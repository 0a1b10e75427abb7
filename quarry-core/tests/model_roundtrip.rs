//! Drives a small ORM-style model through the mock connection, the way model
//! code would be tested against canned results.

use quarry_core::mock::{create_connection, create_connection_with, MockOutcome, RecordedParameters};
use quarry_core::{
    create_table, delete, insert, op, select, update, AutoIncrementFn, ColumnDef, Connection,
    Error, ExecutableQuery, NamedParameters, Query, QueryResult, Result, SortDirection, Value,
};
use serde::Deserialize;
use std::sync::Arc;

#[derive(Debug, Clone, PartialEq, Deserialize)]
struct Person {
    id: i64,
    name: String,
    age: i32,
}

impl Person {
    const TABLE: &'static str = "People";

    async fn find_all<C: Connection>(conn: &mut C) -> Result<Vec<Person>> {
        select(Self::TABLE).fetch_all(conn).await
    }

    async fn find<C: Connection>(conn: &mut C, id: i64) -> Result<Option<Person>> {
        select(Self::TABLE).where_(("id", id)).fetch_optional(conn).await
    }

    async fn find_sorted<C: Connection>(conn: &mut C, direction: SortDirection) -> Result<Vec<Person>> {
        select(Self::TABLE)
            .order_by("age", direction)
            .fetch_all(conn)
            .await
    }

    async fn save<C: Connection>(&self, conn: &mut C) -> Result<QueryResult> {
        let query = insert(Self::TABLE).values(vec![
            ("name", Value::from(self.name.as_str())),
            ("age", Value::from(self.age)),
        ]);
        let parameters = query.parameters();
        conn.execute_with(&query, &parameters).await
    }

    async fn delete_all<C: Connection>(conn: &mut C) -> Result<QueryResult> {
        delete(Self::TABLE).run(conn).await
    }
}

#[tokio::test]
async fn find_all_decodes_three_people() {
    quarry_core::logging::init_for_tests();
    let mut conn = create_connection(MockOutcome::ThreeRows);

    let people = Person::find_all(&mut conn).await.unwrap();
    let names: Vec<&str> = people.iter().map(|p| p.name.as_str()).collect();
    assert_eq!(names, ["Joe", "Adam", "Chris"]);

    let recorded = conn.last_query().expect("query recorded");
    assert_eq!(conn.description_of(recorded), "SELECT * FROM People");
}

#[tokio::test]
async fn find_returns_first_row() {
    let mut conn = create_connection(MockOutcome::OneRow);
    let person = Person::find(&mut conn, 1).await.unwrap();
    assert_eq!(
        person,
        Some(Person {
            id: 1,
            name: "Joe".to_string(),
            age: 38
        })
    );

    let mut conn = create_connection(MockOutcome::Empty);
    assert_eq!(Person::find(&mut conn, 1).await.unwrap(), None);
}

#[tokio::test]
async fn sorted_outcomes_match_order_by() {
    let mut conn = create_connection(MockOutcome::ThreeRowsSortedAscending);
    let ages: Vec<i32> = Person::find_sorted(&mut conn, SortDirection::Asc)
        .await
        .unwrap()
        .into_iter()
        .map(|p| p.age)
        .collect();
    assert_eq!(ages, [28, 36, 38]);
    assert_eq!(
        conn.description_of(conn.last_query().unwrap()),
        "SELECT * FROM People ORDER BY age ASC"
    );

    let mut conn = create_connection(MockOutcome::ThreeRowsSortedDescending);
    let ages: Vec<i32> = Person::find_sorted(&mut conn, SortDirection::Desc)
        .await
        .unwrap()
        .into_iter()
        .map(|p| p.age)
        .collect();
    assert_eq!(ages, [38, 36, 28]);
}

#[tokio::test]
async fn save_records_positional_parameters() {
    let mut conn = create_connection(MockOutcome::Value);
    let chris = Person {
        id: 3,
        name: "Chris".to_string(),
        age: 36,
    };

    let outcome = chris.save(&mut conn).await.unwrap();
    assert_eq!(outcome.as_value().and_then(Value::as_i64), Some(5));
    assert_eq!(
        conn.last_parameters(),
        &RecordedParameters::Positional(vec![Value::from("Chris"), Value::I32(36)])
    );
    assert_eq!(
        conn.description_of(conn.last_query().unwrap()),
        "INSERT INTO People (name, age) VALUES (?, ?)"
    );
}

#[tokio::test]
async fn error_outcome_surfaces_from_every_path() {
    let mut conn = create_connection(MockOutcome::Error);

    assert!(matches!(Person::find_all(&mut conn).await, Err(Error::NoResult { .. })));
    assert!(matches!(Person::delete_all(&mut conn).await, Err(Error::NoResult { .. })));

    let mut named = NamedParameters::new();
    named.insert("age".to_string(), Value::I32(30));
    let raw = conn.execute_raw_named("SELECT * FROM People WHERE age > :age", &named).await;
    match raw {
        Err(Error::NoResult { message }) => assert_eq!(message, "Error in query execution."),
        other => panic!("expected canned error, got {:?}", other),
    }
}

#[test]
fn dialect_flags_shape_multi_table_statements() {
    let mysql = create_connection_with(false, false, None);
    let postgres = create_connection_with(true, true, None);

    let purge = delete("People")
        .using("Addresses")
        .where_(("Addresses.city", "Cork"))
        .and_where(("People.age", op::LT, 30));
    assert_eq!(
        mysql.description_of(&purge),
        "DELETE People FROM People, Addresses WHERE Addresses.city = ? AND People.age < ?"
    );
    assert_eq!(
        postgres.description_of(&purge),
        "DELETE FROM People USING Addresses WHERE Addresses.city = ? AND People.age < ?"
    );

    let relocate = update("People")
        .set_column("People.age", 29)
        .from_table("Addresses")
        .where_(("Addresses.person_id", 2));
    assert_eq!(
        mysql.description_of(&relocate),
        "UPDATE People, Addresses SET People.age = ? WHERE Addresses.person_id = ?"
    );
    assert_eq!(
        postgres.description_of(&relocate),
        "UPDATE People SET People.age = ? FROM Addresses WHERE Addresses.person_id = ?"
    );
}

#[test]
fn create_table_uses_auto_increment_generator() {
    let generator: AutoIncrementFn = Arc::new(|sql_type: &str, primary_key: bool| {
        if primary_key && sql_type == "integer" {
            "serial PRIMARY KEY".to_string()
        } else {
            sql_type.to_string()
        }
    });
    let conn = create_connection_with(false, false, Some(generator));

    let table = create_table("People")
        .column(ColumnDef::new("id", "integer").primary_key().auto_increment())
        .column(ColumnDef::new("name", "text"))
        .column(ColumnDef::new("age", "integer"));
    assert_eq!(
        conn.description_of(&table),
        "CREATE TABLE People (id serial PRIMARY KEY, name text, age integer)"
    );

    let plain = create_connection(MockOutcome::Empty);
    assert!(matches!(
        plain.try_description_of(&table),
        Err(Error::Unsupported { .. })
    ));
}

#[test]
fn futures_complete_without_suspending() {
    let mut conn = create_connection(MockOutcome::ThreeRows);
    let set = tokio_test::block_on(conn.execute_raw("SELECT * FROM People"))
        .unwrap()
        .into_result_set()
        .expect("rows");
    assert_eq!(set.titles(), ["id", "name", "age"]);
    assert_eq!(set.count(), 3);
}
//! DELETE query object

use super::common::{IntoCondition, Query, QueryBuilder, WhereClause, WhereConnector};
use crate::{Result, Value};

/// DELETE query object
///
/// Extra tables named with [`Delete::using`] render as
/// `DELETE FROM t USING a` when the dialect requires USING, and as the
/// multi-table form `DELETE t FROM t, a` otherwise.
#[derive(Debug, Clone)]
pub struct Delete {
    table_name: String,
    using_tables: Vec<String>,
    where_clause: WhereClause,
}

impl Delete {
    pub fn new(table: &str) -> Self {
        Self {
            table_name: table.to_string(),
            using_tables: Vec::new(),
            where_clause: WhereClause::default(),
        }
    }

    pub fn using(mut self, table: &str) -> Self {
        self.using_tables.push(table.to_string());
        self
    }

    /// Add a WHERE condition
    pub fn where_<C>(mut self, condition: C) -> Self
    where
        C: IntoCondition,
    {
        self.where_clause.add(condition, WhereConnector::And);
        self
    }

    /// Add an OR WHERE condition
    pub fn or_where<C>(mut self, condition: C) -> Self
    where
        C: IntoCondition,
    {
        self.where_clause.add(condition, WhereConnector::Or);
        self
    }

    /// Add an AND WHERE condition (same as where_)
    pub fn and_where<C>(self, condition: C) -> Self
    where
        C: IntoCondition,
    {
        self.where_(condition)
    }

    /// Whether the statement would remove every row of the table
    pub fn is_unconditional(&self) -> bool {
        self.where_clause.is_empty()
    }
}

impl Query for Delete {
    fn build(&self, builder: &QueryBuilder) -> Result<String> {
        let mut sql = if self.using_tables.is_empty() {
            format!("DELETE FROM {}", self.table_name)
        } else if builder.delete_requires_using() {
            format!(
                "DELETE FROM {} USING {}",
                self.table_name,
                self.using_tables.join(", ")
            )
        } else {
            format!(
                "DELETE {} FROM {}, {}",
                self.table_name,
                self.table_name,
                self.using_tables.join(", ")
            )
        };

        self.where_clause.render(&mut sql)?;
        Ok(sql)
    }

    fn parameters(&self) -> Vec<Value> {
        let mut params = Vec::new();
        self.where_clause.extend_parameters(&mut params);
        params
    }

    fn clone_query(&self) -> Box<dyn Query> {
        Box::new(self.clone())
    }
}

#[cfg(test)]
mod tests {
    use super::*;
    use crate::op;

    #[test]
    fn test_delete_builder() {
        let query = Delete::new("people")
            .where_(("age", op::LT, 30))
            .or_where(("name", "Chris"));
        assert_eq!(
            query.to_sql().unwrap(),
            "DELETE FROM people WHERE age < ? OR name = ?"
        );
        assert!(!query.is_unconditional());
    }

    #[test]
    fn test_delete_without_where() {
        let query = Delete::new("people");
        assert_eq!(query.to_sql().unwrap(), "DELETE FROM people");
        assert!(query.is_unconditional());
    }

    #[test]
    fn test_delete_using_with_requires_using() {
        let builder = QueryBuilder::new().with_delete_requires_using(true);
        let query = Delete::new("people")
            .using("addresses")
            .where_(("addresses.city", "Cork"));
        assert_eq!(
            query.build(&builder).unwrap(),
            "DELETE FROM people USING addresses WHERE addresses.city = ?"
        );
    }

    #[test]
    fn test_delete_using_without_requires_using() {
        let query = Delete::new("people")
            .using("addresses")
            .where_(("addresses.city", "Cork"));
        assert_eq!(
            query.to_sql().unwrap(),
            "DELETE people FROM people, addresses WHERE addresses.city = ?"
        );
    }
}
//! SELECT query object

use super::common::{
    IntoColumns, IntoCondition, Query, QueryBuilder, SortDirection, WhereClause, WhereCondition,
    WhereConnector,
};
use crate::{Result, Value};

/// Join flavours supported by [`Select`]
#[derive(Debug, Clone, Copy, PartialEq, Eq)]
pub enum JoinType {
    Inner,
    Left,
}

impl JoinType {
    fn as_sql(&self) -> &'static str {
        match self {
            JoinType::Inner => "INNER JOIN",
            JoinType::Left => "LEFT JOIN",
        }
    }
}

#[derive(Debug, Clone, PartialEq)]
struct JoinClause {
    join_type: JoinType,
    table: String,
    left_column: String,
    right_column: String,
}

/// SELECT query object
#[derive(Debug, Clone)]
pub struct Select {
    table_name: String,
    columns: Vec<String>,
    distinct: bool,
    joins: Vec<JoinClause>,
    where_clause: WhereClause,
    order_by: Vec<(String, SortDirection)>,
    limit_value: Option<u64>,
    offset_value: Option<u64>,
}

impl Select {
    /// Create a new `SELECT * FROM table`
    pub fn new(table: &str) -> Self {
        Self {
            table_name: table.to_string(),
            columns: vec!["*".to_string()],
            distinct: false,
            joins: Vec::new(),
            where_clause: WhereClause::default(),
            order_by: Vec::new(),
            limit_value: None,
            offset_value: None,
        }
    }

    /// Select specific columns
    ///
    /// # Examples
    /// ```
    /// use quarry_core::{select, Query};
    ///
    /// let query = select("people").columns(("id", "name", "age"));
    /// assert_eq!(query.to_sql().unwrap(), "SELECT id, name, age FROM people");
    /// ```
    pub fn columns<T>(mut self, columns: T) -> Self
    where
        T: IntoColumns,
    {
        self.columns = columns.into_columns();
        self
    }

    pub fn distinct(mut self) -> Self {
        self.distinct = true;
        self
    }

    /// Add a WHERE condition
    pub fn where_<C>(mut self, condition: C) -> Self
    where
        C: IntoCondition,
    {
        self.where_clause.add(condition, WhereConnector::And);
        self
    }

    /// Add an OR WHERE condition
    pub fn or_where<C>(mut self, condition: C) -> Self
    where
        C: IntoCondition,
    {
        self.where_clause.add(condition, WhereConnector::Or);
        self
    }

    /// Add an AND WHERE condition (same as where_)
    pub fn and_where<C>(self, condition: C) -> Self
    where
        C: IntoCondition,
    {
        self.where_(condition)
    }

    pub fn inner_join(self, table: &str, left_column: &str, right_column: &str) -> Self {
        self.join(JoinType::Inner, table, left_column, right_column)
    }

    pub fn left_join(self, table: &str, left_column: &str, right_column: &str) -> Self {
        self.join(JoinType::Left, table, left_column, right_column)
    }

    fn join(mut self, join_type: JoinType, table: &str, left_column: &str, right_column: &str) -> Self {
        self.joins.push(JoinClause {
            join_type,
            table: table.to_string(),
            left_column: left_column.to_string(),
            right_column: right_column.to_string(),
        });
        self
    }

    pub fn order_by(mut self, column: &str, direction: SortDirection) -> Self {
        self.order_by.push((column.to_string(), direction));
        self
    }

    /// Set the LIMIT clause
    pub fn limit(mut self, limit: u64) -> Self {
        self.limit_value = Some(limit);
        self
    }

    /// Set the OFFSET clause
    pub fn offset(mut self, offset: u64) -> Self {
        self.offset_value = Some(offset);
        self
    }

    pub fn table_name(&self) -> &str {
        &self.table_name
    }

    pub fn conditions(&self) -> &[WhereCondition] {
        self.where_clause.conditions()
    }
}

impl Query for Select {
    fn build(&self, _builder: &QueryBuilder) -> Result<String> {
        let mut sql = String::from("SELECT ");
        if self.distinct {
            sql.push_str("DISTINCT ");
        }
        sql.push_str(&self.columns.join(", "));

        sql.push_str(" FROM ");
        sql.push_str(&self.table_name);

        for join in &self.joins {
            sql.push_str(&format!(
                " {} {} ON {} = {}",
                join.join_type.as_sql(),
                join.table,
                join.left_column,
                join.right_column
            ));
        }

        self.where_clause.render(&mut sql)?;

        if !self.order_by.is_empty() {
            let parts: Vec<String> = self
                .order_by
                .iter()
                .map(|(column, direction)| format!("{} {}", column, direction.as_sql()))
                .collect();
            sql.push_str(" ORDER BY ");
            sql.push_str(&parts.join(", "));
        }

        if let Some(limit) = self.limit_value {
            sql.push_str(&format!(" LIMIT {}", limit));
        }

        if let Some(offset) = self.offset_value {
            sql.push_str(&format!(" OFFSET {}", offset));
        }

        Ok(sql)
    }

    fn parameters(&self) -> Vec<Value> {
        let mut params = Vec::new();
        self.where_clause.extend_parameters(&mut params);
        params
    }

    fn clone_query(&self) -> Box<dyn Query> {
        Box::new(self.clone())
    }
}
//! Common types and traits shared across all query objects

use crate::{Error, IntoOperator, Operator, Result, Value};
use serde::{Deserialize, Serialize};
use std::collections::{BTreeMap, HashMap};
use std::fmt;
use std::sync::Arc;

/// Produces the column definition for an auto-increment column from its SQL
/// type and whether it is the primary key.
pub type AutoIncrementFn = Arc<dyn Fn(&str, bool) -> String + Send + Sync>;

/// A query object that can be rendered into SQL text by a [`QueryBuilder`]
pub trait Query: fmt::Debug + Send + Sync {
    /// Render the query for the given dialect
    fn build(&self, builder: &QueryBuilder) -> Result<String>;

    /// Bound values, in placeholder order
    fn parameters(&self) -> Vec<Value>;

    /// Clone into a boxed trait object (for recording and replay)
    fn clone_query(&self) -> Box<dyn Query>;

    /// Render with the default dialect
    fn to_sql(&self) -> Result<String> {
        self.build(&QueryBuilder::default())
    }
}

impl Clone for Box<dyn Query> {
    fn clone(&self) -> Self {
        self.clone_query()
    }
}

/// Serializable part of a dialect configuration
#[derive(Debug, Clone, Copy, Default, PartialEq, Eq, Serialize, Deserialize)]
#[serde(default)]
pub struct DialectFlags {
    /// DELETE with extra tables uses `USING` instead of the multi-table form
    pub delete_requires_using: bool,
    /// UPDATE with extra tables uses `FROM` instead of the multi-table form
    pub update_requires_from: bool,
}

/// Dialect configuration that turns query objects into SQL text
///
/// # Examples
/// ```
/// use quarry_core::{delete, Query, QueryBuilder};
///
/// let postgres = QueryBuilder::new().with_delete_requires_using(true);
/// let query = delete("orders").using("customers").where_(("customers.id", 7));
/// assert_eq!(
///     query.build(&postgres).unwrap(),
///     "DELETE FROM orders USING customers WHERE customers.id = ?"
/// );
/// ```
#[derive(Clone, Default)]
pub struct QueryBuilder {
    flags: DialectFlags,
    create_auto_increment: Option<AutoIncrementFn>,
}

impl QueryBuilder {
    pub fn new() -> Self {
        Self::default()
    }

    pub fn with_delete_requires_using(mut self, required: bool) -> Self {
        self.flags.delete_requires_using = required;
        self
    }

    pub fn with_update_requires_from(mut self, required: bool) -> Self {
        self.flags.update_requires_from = required;
        self
    }

    /// Install the auto-increment column generator
    pub fn with_create_auto_increment<F>(mut self, generator: F) -> Self
    where
        F: Fn(&str, bool) -> String + Send + Sync + 'static,
    {
        self.create_auto_increment = Some(Arc::new(generator));
        self
    }

    /// Replace the auto-increment generator, `None` removes it
    pub fn with_auto_increment_fn(mut self, generator: Option<AutoIncrementFn>) -> Self {
        self.create_auto_increment = generator;
        self
    }

    pub fn delete_requires_using(&self) -> bool {
        self.flags.delete_requires_using
    }

    pub fn update_requires_from(&self) -> bool {
        self.flags.update_requires_from
    }

    pub fn flags(&self) -> DialectFlags {
        self.flags
    }

    pub fn supports_auto_increment(&self) -> bool {
        self.create_auto_increment.is_some()
    }

    /// Column definition for an auto-increment column
    pub fn auto_increment_column(&self, sql_type: &str, primary_key: bool) -> Result<String> {
        match &self.create_auto_increment {
            Some(generator) => Ok(generator(sql_type, primary_key)),
            None => Err(Error::unsupported(format!(
                "auto increment columns of type {}",
                sql_type
            ))),
        }
    }

    /// Render a query object with this dialect
    pub fn build(&self, query: &dyn Query) -> Result<String> {
        query.build(self)
    }
}

impl From<DialectFlags> for QueryBuilder {
    fn from(flags: DialectFlags) -> Self {
        Self {
            flags,
            create_auto_increment: None,
        }
    }
}

impl fmt::Debug for QueryBuilder {
    fn fmt(&self, f: &mut fmt::Formatter<'_>) -> fmt::Result {
        f.debug_struct("QueryBuilder")
            .field("delete_requires_using", &self.flags.delete_requires_using)
            .field("update_requires_from", &self.flags.update_requires_from)
            .field("create_auto_increment", &self.create_auto_increment.is_some())
            .finish()
    }
}

/// Trait for conditions that can be used in WHERE clauses
pub trait IntoCondition {
    fn into_condition(self) -> Result<(String, Operator, Value)>;
}

// Shorthand equality: where_(("age", 18))
impl<T> IntoCondition for (&str, T)
where
    T: Into<Value>,
{
    fn into_condition(self) -> Result<(String, Operator, Value)> {
        Ok((self.0.to_string(), Operator::Eq, self.1.into()))
    }
}

// Explicit operators: where_(("age", op::GT, 18)) or where_(("age", ">", 18))
impl<T, O> IntoCondition for (&str, O, T)
where
    T: Into<Value>,
    O: IntoOperator,
{
    fn into_condition(self) -> Result<(String, Operator, Value)> {
        Ok((self.0.to_string(), self.1.into_operator()?, self.2.into()))
    }
}

/// A WHERE condition
#[derive(Debug, Clone, PartialEq)]
pub struct WhereCondition {
    pub column: String,
    pub operator: Operator,
    pub value: Value,
    pub connector: WhereConnector,
}

/// How WHERE conditions are connected
#[derive(Debug, Clone, Copy, PartialEq, Eq)]
pub enum WhereConnector {
    And,
    Or,
}

/// Ordered WHERE conditions plus the first error raised while adding them.
///
/// Builders stay infallible while chaining; a bad condition surfaces when the
/// query is built.
#[derive(Debug, Clone, Default)]
pub(crate) struct WhereClause {
    conditions: Vec<WhereCondition>,
    error: Option<String>,
}

impl WhereClause {
    pub(crate) fn add<C>(&mut self, condition: C, connector: WhereConnector)
    where
        C: IntoCondition,
    {
        let result = condition.into_condition().and_then(|(column, operator, value)| {
            let list_len = value.as_array().map(<[Value]>::len);
            match list_len {
                Some(0) if operator.takes_list() => Err(Error::invalid_query(format!(
                    "{} on '{}' requires at least one value",
                    operator, column
                ))),
                Some(_) if operator.takes_value() && !operator.takes_list() => {
                    Err(Error::invalid_query(format!(
                        "{} on '{}' does not take a list",
                        operator, column
                    )))
                }
                _ => Ok(WhereCondition {
                    column,
                    operator,
                    value,
                    connector,
                }),
            }
        });

        match result {
            Ok(condition) => self.conditions.push(condition),
            Err(err) => {
                if self.error.is_none() {
                    self.error = Some(match err {
                        Error::InvalidQuery { message } => message,
                        other => other.to_string(),
                    });
                }
            }
        }
    }

    pub(crate) fn is_empty(&self) -> bool {
        self.conditions.is_empty()
    }

    pub(crate) fn conditions(&self) -> &[WhereCondition] {
        &self.conditions
    }

    pub(crate) fn check(&self) -> Result<()> {
        match &self.error {
            Some(message) => Err(Error::invalid_query(message.clone())),
            None => Ok(()),
        }
    }

    pub(crate) fn render(&self, sql: &mut String) -> Result<()> {
        self.check()?;
        if self.conditions.is_empty() {
            return Ok(());
        }

        sql.push_str(" WHERE ");
        for (i, condition) in self.conditions.iter().enumerate() {
            if i > 0 {
                match condition.connector {
                    WhereConnector::And => sql.push_str(" AND "),
                    WhereConnector::Or => sql.push_str(" OR "),
                }
            }

            sql.push_str(&condition.column);
            sql.push(' ');
            sql.push_str(condition.operator.as_sql());

            if !condition.operator.takes_value() {
                continue;
            }
            match condition.value.as_array() {
                Some(items) => {
                    let placeholders = vec!["?"; items.len()].join(", ");
                    sql.push_str(&format!(" ({})", placeholders));
                }
                None if condition.operator.takes_list() => sql.push_str(" (?)"),
                None => sql.push_str(" ?"),
            }
        }
        Ok(())
    }

    pub(crate) fn extend_parameters(&self, out: &mut Vec<Value>) {
        for condition in &self.conditions {
            if !condition.operator.takes_value() {
                continue;
            }
            match condition.value.as_array() {
                Some(items) => out.extend(items.iter().cloned()),
                None => out.push(condition.value.clone()),
            }
        }
    }
}

/// Sort direction for ORDER BY clauses
#[derive(Debug, Clone, Copy, PartialEq, Eq)]
pub enum SortDirection {
    Asc,
    Desc,
}

impl SortDirection {
    pub fn as_sql(&self) -> &'static str {
        match self {
            SortDirection::Asc => "ASC",
            SortDirection::Desc => "DESC",
        }
    }
}

/// Trait to convert various types into columns
pub trait IntoColumns {
    fn into_columns(self) -> Vec<String>;
}

impl IntoColumns for &str {
    fn into_columns(self) -> Vec<String> {
        vec![self.to_string()]
    }
}

impl IntoColumns for String {
    fn into_columns(self) -> Vec<String> {
        vec![self]
    }
}

impl IntoColumns for Vec<&str> {
    fn into_columns(self) -> Vec<String> {
        self.into_iter().map(|s| s.to_string()).collect()
    }
}

impl IntoColumns for Vec<String> {
    fn into_columns(self) -> Vec<String> {
        self
    }
}

impl<const N: usize> IntoColumns for [&str; N] {
    fn into_columns(self) -> Vec<String> {
        self.iter().map(|s| s.to_string()).collect()
    }
}

impl IntoColumns for (&str, &str) {
    fn into_columns(self) -> Vec<String> {
        vec![self.0.to_string(), self.1.to_string()]
    }
}

impl IntoColumns for (&str, &str, &str) {
    fn into_columns(self) -> Vec<String> {
        vec![self.0.to_string(), self.1.to_string(), self.2.to_string()]
    }
}

/// Column/value pairs for INSERT rows and UPDATE assignments
pub trait IntoRecord {
    fn into_record(self) -> Vec<(String, Value)>;
}

// Sorted by column so the rendered SQL is deterministic
impl IntoRecord for HashMap<String, Value> {
    fn into_record(self) -> Vec<(String, Value)> {
        let mut record: Vec<(String, Value)> = self.into_iter().collect();
        record.sort_by(|a, b| a.0.cmp(&b.0));
        record
    }
}

impl IntoRecord for BTreeMap<String, Value> {
    fn into_record(self) -> Vec<(String, Value)> {
        self.into_iter().collect()
    }
}

impl IntoRecord for Vec<(String, Value)> {
    fn into_record(self) -> Vec<(String, Value)> {
        self
    }
}

impl<V> IntoRecord for Vec<(&str, V)>
where
    V: Into<Value>,
{
    fn into_record(self) -> Vec<(String, Value)> {
        self.into_iter()
            .map(|(column, value)| (column.to_string(), value.into()))
            .collect()
    }
}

+--

What you have to do> Work through the records above and count the lines that hold the string "matches". Please give only that figure.

The completed task> 3